From: "Fabian Grünbichler" <f.gruenbichler@proxmox.com>
To: Christian Ebner <c.ebner@proxmox.com>, pbs-devel@lists.proxmox.com
Subject: Re: [PATCH proxmox-backup 4/4] api/datastore: use maintenance-mode lock to protect against changes
Date: Tue, 05 May 2026 14:14:02 +0200 [thread overview]
Message-ID: <1777980053.m1uthlu73r.astroid@yuna.none> (raw)
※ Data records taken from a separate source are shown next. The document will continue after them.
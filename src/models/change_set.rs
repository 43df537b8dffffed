// file: src/models/change_set.rs
// description: difference between a fetched baseline and an edited working set
// reference: internal data structures

use crate::models::RepositoryInfo;
use serde::{Deserialize, Serialize};
use std::collections::HashMap;

#[derive(Debug, Clone, PartialEq, Eq, Serialize, Deserialize)]
pub struct RepositoryToggle {
    pub url: String,
    pub enabled: bool,
}

/// Additions, removals and enable/disable toggles, in the order the entries
/// appear in their source sequence.
#[derive(Debug, Clone, Default, PartialEq, Eq, Serialize, Deserialize)]
pub struct ChangeSet {
    pub additions: Vec<RepositoryInfo>,
    pub removals: Vec<RepositoryInfo>,
    pub toggles: Vec<RepositoryToggle>,
}

/// One entry of a batch update request.
#[derive(Debug, Clone, PartialEq, Eq, Serialize, Deserialize)]
#[serde(tag = "op", rename_all = "lowercase")]
pub enum BatchOperation {
    Add {
        url: String,
        name: String,
        description: String,
        enabled: bool,
        #[serde(
            rename = "projectStyles",
            default,
            skip_serializing_if = "Vec::is_empty"
        )]
        project_styles: Vec<String>,
    },
    Remove {
        url: String,
    },
    Enable {
        url: String,
    },
    Disable {
        url: String,
    },
}

impl BatchOperation {
    pub fn url(&self) -> &str {
        match self {
            BatchOperation::Add { url, .. }
            | BatchOperation::Remove { url }
            | BatchOperation::Enable { url }
            | BatchOperation::Disable { url } => url,
        }
    }
}

impl ChangeSet {
    pub fn between(baseline: &[RepositoryInfo], working: &[RepositoryInfo]) -> Self {
        let base_by_url: HashMap<&str, &RepositoryInfo> =
            baseline.iter().map(|r| (r.url.as_str(), r)).collect();
        let work_by_url: HashMap<&str, &RepositoryInfo> =
            working.iter().map(|r| (r.url.as_str(), r)).collect();

        let mut change_set = ChangeSet::default();

        for repo in working {
            match base_by_url.get(repo.url.as_str()) {
                None => change_set.additions.push(repo.clone()),
                Some(base) if base.enabled != repo.enabled => {
                    change_set.toggles.push(RepositoryToggle {
                        url: repo.url.clone(),
                        enabled: repo.enabled,
                    })
                }
                Some(_) => {}
            }
        }

        change_set.removals = baseline
            .iter()
            .filter(|r| !r.is_protected && !work_by_url.contains_key(r.url.as_str()))
            .cloned()
            .collect();

        change_set
    }

    pub fn is_empty(&self) -> bool {
        self.additions.is_empty() && self.removals.is_empty() && self.toggles.is_empty()
    }

    pub fn len(&self) -> usize {
        self.additions.len() + self.removals.len() + self.toggles.len()
    }

    /// Flattens the change set into removals, then additions, then toggles.
    pub fn operations(&self) -> Vec<BatchOperation> {
        let removals = self.removals.iter().map(|r| BatchOperation::Remove {
            url: r.url.clone(),
        });
        let additions = self.additions.iter().map(|r| BatchOperation::Add {
            url: r.url.clone(),
            name: r.name.clone(),
            description: r.description.clone(),
            enabled: r.enabled,
            project_styles: r.project_styles.clone(),
        });
        let toggles = self.toggles.iter().map(|t| {
            if t.enabled {
                BatchOperation::Enable { url: t.url.clone() }
            } else {
                BatchOperation::Disable { url: t.url.clone() }
            }
        });

        removals.chain(additions).chain(toggles).collect()
    }

    pub fn summary(&self) -> String {
        format!(
            "{} added, {} removed, {} toggled",
            self.additions.len(),
            self.removals.len(),
            self.toggles.len()
        )
    }
}

#[cfg(test)]
mod tests {
    use super::*;
    use pretty_assertions::assert_eq;

    #[test]
    fn test_identical_sets_produce_empty_change_set() {
        let baseline = vec![RepositoryInfo::new("a", "A"), RepositoryInfo::new("b", "B")];
        let change_set = ChangeSet::between(&baseline, &baseline.clone());
        assert!(change_set.is_empty());
        assert_eq!(change_set.len(), 0);
        assert!(change_set.operations().is_empty());
    }

    #[test]
    fn test_protected_entries_never_appear_as_removals() {
        let baseline = vec![
            RepositoryInfo::new("a", "A"),
            RepositoryInfo::new("b", "B").protected(),
        ];
        let change_set = ChangeSet::between(&baseline, &[]);
        assert_eq!(change_set.removals, vec![baseline[0].clone()]);
    }

    #[test]
    fn test_operations_order_and_wire_format() {
        let baseline = vec![
            RepositoryInfo::new("old", "Old"),
            RepositoryInfo::new("keep", "Keep").with_enabled(true),
        ];
        let working = vec![
            RepositoryInfo::new("keep", "Keep").with_enabled(false),
            RepositoryInfo::new("new", "New").with_description("fresh"),
        ];

        let ops = ChangeSet::between(&baseline, &working).operations();
        assert_eq!(
            ops,
            vec![
                BatchOperation::Remove { url: "old".into() },
                BatchOperation::Add {
                    url: "new".into(),
                    name: "New".into(),
                    description: "fresh".into(),
                    enabled: true,
                    project_styles: vec![],
                },
                BatchOperation::Disable { url: "keep".into() },
            ]
        );

        let json = serde_json::to_value(&ops[2]).unwrap();
        assert_eq!(json, serde_json::json!({"op": "disable", "url": "keep"}));
    }

    #[test]
    fn test_additions_carry_project_styles() {
        let mut styled = RepositoryInfo::new("styled", "Styled");
        styled.project_styles = vec!["cli".into(), "webapi".into()];

        let ops = ChangeSet::between(&[], &[styled]).operations();
        let json = serde_json::to_value(&ops[0]).unwrap();
        assert_eq!(
            json,
            serde_json::json!({
                "op": "add",
                "url": "styled",
                "name": "Styled",
                "description": "",
                "enabled": true,
                "projectStyles": ["cli", "webapi"]
            })
        );

        let plain = ChangeSet::between(&[], &[RepositoryInfo::new("plain", "Plain")]).operations();
        let json = serde_json::to_value(&plain[0]).unwrap();
        assert!(json.get("projectStyles").is_none());
    }
}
In-Reply-To: <20260505081137.227901-5-c.ebner@proxmox.com>
On May 5, 2026 10:11 am, Christian Ebner wrote:
> Instead of locking the whole config, which causes also unrelated
> datastores to not be available, use a per-datastore maintenance mode
> lock to protect against changes during potentially longer running
> operations such as s3-refresh or removable datastore mount/unmount.
>
> However keep the current semantic of first setting the maintenance
> mode, allow to still opt out from the mode while waiting for active
> operations to finish, and only then enforce the maintenance mode
> during the s3 refresh or removable datastore mount operation.
>
> unset_maintenance() is adapted to either reacquire the datastore
> config lock or use the optional lock guard.
>
> Fixes: https://forum.proxmox.com/threads/183244/
> Signed-off-by: Christian Ebner <c.ebner@proxmox.com>
> ---
> pbs-datastore/src/datastore.rs | 2 ++
> pbs-datastore/src/lib.rs | 11 ++++++++++-
> src/api2/admin/datastore.rs | 26 ++++++++++++++++++++------
> src/api2/config/datastore.rs | 6 +++++-
> 4 files changed, 37 insertions(+), 8 deletions(-)
>
> diff --git a/pbs-datastore/src/datastore.rs b/pbs-datastore/src/datastore.rs
> index 34efcd398..aa372cd73 100644
> --- a/pbs-datastore/src/datastore.rs
> +++ b/pbs-datastore/src/datastore.rs
> @@ -3036,6 +3036,7 @@ impl DataStore {
> let (mut config, _digest) = pbs_config::datastore::config()?;
> let mut datastore_config: DataStoreConfig = config.lookup("datastore", name)?;
>
> + let maintenance_mode_lock = crate::maintenance_mode_lock(name)?;
> datastore_config.set_maintenance_mode(Some(MaintenanceMode {
meh that this is in pbs-api-types, else we could require it being passed
the lock to ensure we never miss call sites..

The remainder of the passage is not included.